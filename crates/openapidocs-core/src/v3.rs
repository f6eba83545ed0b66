//! Typed records describing OpenAPI 3.0 documents.
//!
//! See <https://swagger.io/specification/>. Records are written in the
//! field order declared here.

// Internal imports (std, crate)
use crate::elements::{Named, RefOr};
use crate::normalize::{CustomSerializable, Node, Normalize, Normalizer, Raw};
use crate::{openapi_element, wire_enum};

// External imports (alphabetized)
use indexmap::IndexMap;
use serde_json::Number;

pub use crate::elements::Reference;

wire_enum! {
    pub enum ParameterLocation {
        Query => "query",
        Header => "header",
        Path => "path",
        Cookie => "cookie",
    }
}

wire_enum! {
    pub enum ValueType {
        Array => "array",
        Boolean => "boolean",
        Integer => "integer",
        Number => "number",
        Object => "object",
        String => "string",
    }
}

wire_enum! {
    pub enum ValueFormat {
        Base64 => "base64",
        Binary => "binary",
        Byte => "byte",
        Date => "date",
        DateTime => "date-time",
        Double => "double",
        Float => "float",
        Int32 => "int32",
        Int64 => "int64",
        Password => "password",
        Email => "email",
        Uuid => "uuid",
        PartialTime => "partial-time",
    }
}

wire_enum! {
    pub enum SecuritySchemeType {
        ApiKey => "apiKey",
        Http => "http",
        OAuth2 => "oauth2",
        OpenIdConnect => "openIdConnect",
    }
}

#[derive(Debug, Clone, Default, PartialEq)]
pub struct Contact {
    pub name: Option<String>,
    pub url: Option<String>,
    pub email: Option<String>,
}

openapi_element!(Contact { name, url, email });

#[derive(Debug, Clone, Default, PartialEq)]
pub struct ExternalDocs {
    pub url: String,
    pub description: Option<String>,
}

impl ExternalDocs {
    pub fn new<S: Into<String>>(url: S) -> Self {
        Self {
            url: url.into(),
            description: None,
        }
    }
}

openapi_element!(ExternalDocs { url, description });

#[derive(Debug, Clone, Default, PartialEq)]
pub struct License {
    pub name: String,
    pub url: Option<String>,
}

impl License {
    pub fn new<S: Into<String>>(name: S) -> Self {
        Self {
            name: name.into(),
            url: None,
        }
    }
}

openapi_element!(License { name, url });

#[derive(Debug, Clone, Default, PartialEq)]
pub struct Info {
    pub title: String,
    pub version: String,
    pub description: Option<String>,
    pub terms_of_service: Option<String>,
    pub contact: Option<Contact>,
    pub license: Option<License>,
}

impl Info {
    pub fn new<T: Into<String>, V: Into<String>>(title: T, version: V) -> Self {
        Self {
            title: title.into(),
            version: version.into(),
            ..Default::default()
        }
    }
}

openapi_element!(Info {
    title,
    version,
    description,
    terms_of_service,
    contact,
    license
});

#[derive(Debug, Clone, Default, PartialEq)]
pub struct ServerVariable {
    pub default: String,
    pub description: Option<String>,
    pub enum_: Option<Vec<String>>,
}

openapi_element!(ServerVariable { default, description, enum_ => "enum" });

#[derive(Debug, Clone, Default, PartialEq)]
pub struct Server {
    pub url: String,
    pub description: Option<String>,
    pub variables: Option<IndexMap<String, ServerVariable>>,
}

impl Server {
    pub fn new<U: Into<String>, D: Into<String>>(url: U, description: D) -> Self {
        Self {
            url: url.into(),
            description: Some(description.into()),
            variables: None,
        }
    }
}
┄┄┄┄┄┄
Only one thing is wanted in reply: the number of lines in the entries that hold the string "version".

4